5. Column and Line in the Peninsula (8)
The Second Postulate of Wellington’s Line Formation
The second postulate of Wellington’s system, as I have remarked above, was that his battle line must be covered by such a powerful screen of skirmishers that the enemy’s advanced line of tirailleurs should never be able to draw near enough to it to cause any serious molestation, that it should not be seriously engaged before the French supporting columns came up to the attack.
His old experiences in Flanders in 1794 had taught him that the line cannot contend at advantage with a preponderant mass of light troops, which yield when charged, but return the moment that the charge is stopped. The device which he had thought out to provide against this danger was that he would always make his own skirmishing screen stronger than that of the enemy, so that the French tirailleurs should never be able to force it in. The moment that he assumed permanent command of the Peninsular Army, in April 1809, he set to work to secure this desideratum.
His plan was to add to every brigade in his army an extra company of trained riflemen to reinforce the three light companies of the brigade, and to each division, when the composite Anglo-Portuguese divisions were formed, in 1810, a whole battalion of Portuguese caçadores, or light infantry. In April 1809 he broke up the oldest rifle battalion in the British Army, the 5th of the 60th regiment, and began to distribute a company of it to each of his brigades, save to those of the King’s German Legion, which had separate rifle companies of their own. Next year, when he incorporated a Portuguese brigade of five battalions in nearly all his divisions, he took care to have a caçador battalion among the five, and this was always used in the divisional skirmishing line.
The result of this arrangement was that if an Anglo-Portuguese division of the normal strength of two British and one Portuguese brigade, or eleven battalions in all, set itself out in battle array, it had no less than eighteen light companies to send forward into its skirmishing line—one each from ten line battalions, two of British rifles, six of caçadores. A French division of a similar strength of eleven battalions, put in front of the British line, would undoubtedly send out only its eleven voltigeur companies to form the covering screen for its supporting line of columns. Not unnaturally, as Wellington had calculated, the skirmishing line of the allies invariably contained and kept back the inferior skirmishing line of the enemy, and was never driven in till the French brought up their supporting columns into the fighting front, when, of course, the allied light troops had to retire on to the line in their rear. But the columns, having got up to the front and become engaged, had then to take the lead, and to go on to fight the hitherto intact British main line.

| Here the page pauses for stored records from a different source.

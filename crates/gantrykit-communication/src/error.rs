//! Session error types
//!
//! Every surfaced failure names the command it belongs to, so a failed run
//! is diagnosable from the error alone. Recoverable conditions (framing
//! errors, response timeouts, device rejections within the retry budget)
//! are handled inside the session driver and never reach these types.

use thiserror::Error;

/// Errors surfaced by the command-queue session driver.
#[derive(Error, Debug)]
pub enum SessionError {
    /// The device reported a non-zero status for every attempt.
    #[error("device rejected {command} with status {code:#04x} after {attempts} attempts")]
    DeviceRejected {
        /// Name of the rejected command.
        command: &'static str,
        /// The status byte from the final attempt.
        code: u8,
        /// Number of attempts made.
        attempts: u32,
    },

    /// No verified response was obtained within the retry budget.
    #[error("{command} failed after {attempts} attempts: {reason}")]
    RetriesExhausted {
        /// Name of the failing command.
        command: &'static str,
        /// Number of attempts made.
        attempts: u32,
        /// What the final attempt died of (timeout or framing failure).
        reason: String,
    },

    /// The pending queue is at capacity.
    #[error("command queue full ({capacity} pending)")]
    QueueFull {
        /// The configured queue capacity.
        capacity: usize,
    },

    /// The underlying byte stream failed. Fatal; the session driver stops.
    #[error("transport error: {0}")]
    Transport(#[from] std::io::Error),
}

/// Result type using [`SessionError`].
pub type Result<T> = std::result::Result<T, SessionError>;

In short, Wellington made his light infantry screen so thick and strong that he habitually smothered the French tirailleurs, and forced the hostile column to commit itself to the main fight without any protective sheathing. So strong was the British skirmishing screen that French contemporary diarists often mistake it for a front line, and speak of their columns as piercing and driving back the first line of their adversaries, when really all that they had done was to drive in a powerful and obstinate chain of light troops. Invariably, we may say, the French had to attack the two-deep line when the latter was intact, while their own columns had already been under fire for some time and, if not shaken, were at least no longer fresh.

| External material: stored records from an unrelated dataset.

//! Wire frame layout
//!
//! Every packet exchanged with the controller has the same shape:
//!
//! ```text
//! +------+--------+------------+-----------+-------+
//! | sync | length | command id |  payload  | check |
//! | 0xD5 |  u8    |    u8      | len-1 b   |  u8   |
//! +------+--------+------------+-----------+-------+
//! ```
//!
//! `length` counts the command-id byte plus the payload bytes. `check` is
//! the CRC-8/Maxim of exactly those `length` bytes. Both are derived when
//! the frame is serialized; they are not independent fields and cannot be
//! forged through this type.

use crate::checksum::crc8_maxim;

/// Frame start-of-packet marker.
pub const SYNC: u8 = 0xD5;

/// Maximum payload size: `length` must also count the command-id byte and
/// fit in one byte.
pub const MAX_PAYLOAD: usize = 254;

/// An outbound or inbound protocol frame, before sync/length/check framing.
#[derive(Debug, Clone, PartialEq, Eq)]
pub struct Frame {
    /// Command id byte.
    pub command_id: u8,
    /// Payload bytes following the command id.
    pub payload: Vec<u8>,
}

impl Frame {
    /// Create a frame. Payloads longer than [`MAX_PAYLOAD`] are truncated,
    /// since the wire length field cannot represent them; truncation is
    /// logged as a warning.
    pub fn new(command_id: u8, mut payload: Vec<u8>) -> Self {
        if payload.len() > MAX_PAYLOAD {
            tracing::warn!(
                command_id,
                len = payload.len(),
                max = MAX_PAYLOAD,
                "frame payload truncated to maximum wire length"
            );
            payload.truncate(MAX_PAYLOAD);
        }
        Frame {
            command_id,
            payload,
        }
    }

    /// The wire length byte: command id plus payload.
    pub fn length(&self) -> u8 {
        (1 + self.payload.len()) as u8
    }

    /// The check byte over command id and payload.
    pub fn check(&self) -> u8 {
        let mut body = Vec::with_capacity(1 + self.payload.len());
        body.push(self.command_id);
        body.extend_from_slice(&self.payload);
        crc8_maxim(&body)
    }

    /// Serialize to the full wire packet: sync, length, command id,
    /// payload, check.
    pub fn to_bytes(&self) -> Vec<u8> {
        let mut bytes = Vec::with_capacity(4 + self.payload.len());
        bytes.push(SYNC);
        bytes.push(self.length());
        bytes.push(self.command_id);
        bytes.extend_from_slice(&self.payload);
        bytes.push(self.check());
        bytes
    }
}

#[cfg(test)]
mod tests {
    use super::*;

    #[test]
    fn test_length_and_check_derived() {
        let frame = Frame::new(0x01, vec![]);
        assert_eq!(frame.length(), 1);
        assert_eq!(frame.to_bytes(), vec![0xD5, 0x01, 0x01, 0x5E]);
    }

    #[test]
    fn test_check_covers_id_and_payload_only() {
        let frame = Frame::new(0x00, vec![0x01, 0x02, 0x03]);
        assert_eq!(frame.check(), crc8_maxim(&[0x00, 0x01, 0x02, 0x03]));
        let bytes = frame.to_bytes();
        assert_eq!(bytes.len(), 7);
        assert_eq!(bytes[0], SYNC);
        assert_eq!(bytes[1], 4);
        assert_eq!(*bytes.last().unwrap(), 0xD8);
    }

    #[test]
    fn test_oversize_payload_truncated() {
        let frame = Frame::new(0x0A, vec![0xAA; 400]);
        assert_eq!(frame.payload.len(), MAX_PAYLOAD);
        assert_eq!(frame.length(), 0xFF);
    }
}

It will be asked why the marshals and generals of Napoleon did not deploy their columns before the moment of contact. The answer to this objection is, firstly, that they were strongly convinced that the column was the proper striking force to carry a given point, and they normally attacked not the whole British line simultaneously, but the particular point or points where they intended to break through. But secondly, that they sometimes did attempt to deploy, but always too late, since they waited till they had driven in the British skirmishing line, and tried to assume the thinner formation when they were already under fire and heavily engaged.
I have come on several narratives dealing with attempts to deploy on the part of a French brigade or regiment which had forced its way to the front, and on every occasion it only led to confusion. When the Fusilier brigade fought Werlé’s nine battalions at Albuera, an English diarist remarks that “during the close action I saw their officers endeavouring to deploy their columns, but all to no purpose. For as soon as the third of a company got out, they would immediately run back, in order to be covered by the front of their column”. Similarly, Merle on the hill-top at Bussaco tried to deploy when he was already under the fire of Picton’s line, and failed with disastrous results.
The French, in short, could not deploy, because they were destitute by this time of their protective sheath of light troops, which (as Wellington had devised) had always been crushed in by the superior English skirmishing line. Nothing could be more inevitably productive of confusion and disorder than an attempt to deploy under heavy fire. Wherefore many of the French commanders never tried to do so at all, and thought it more safe to go on to the final shock with the battalions massed in their original formation of column of companies or column of divisions.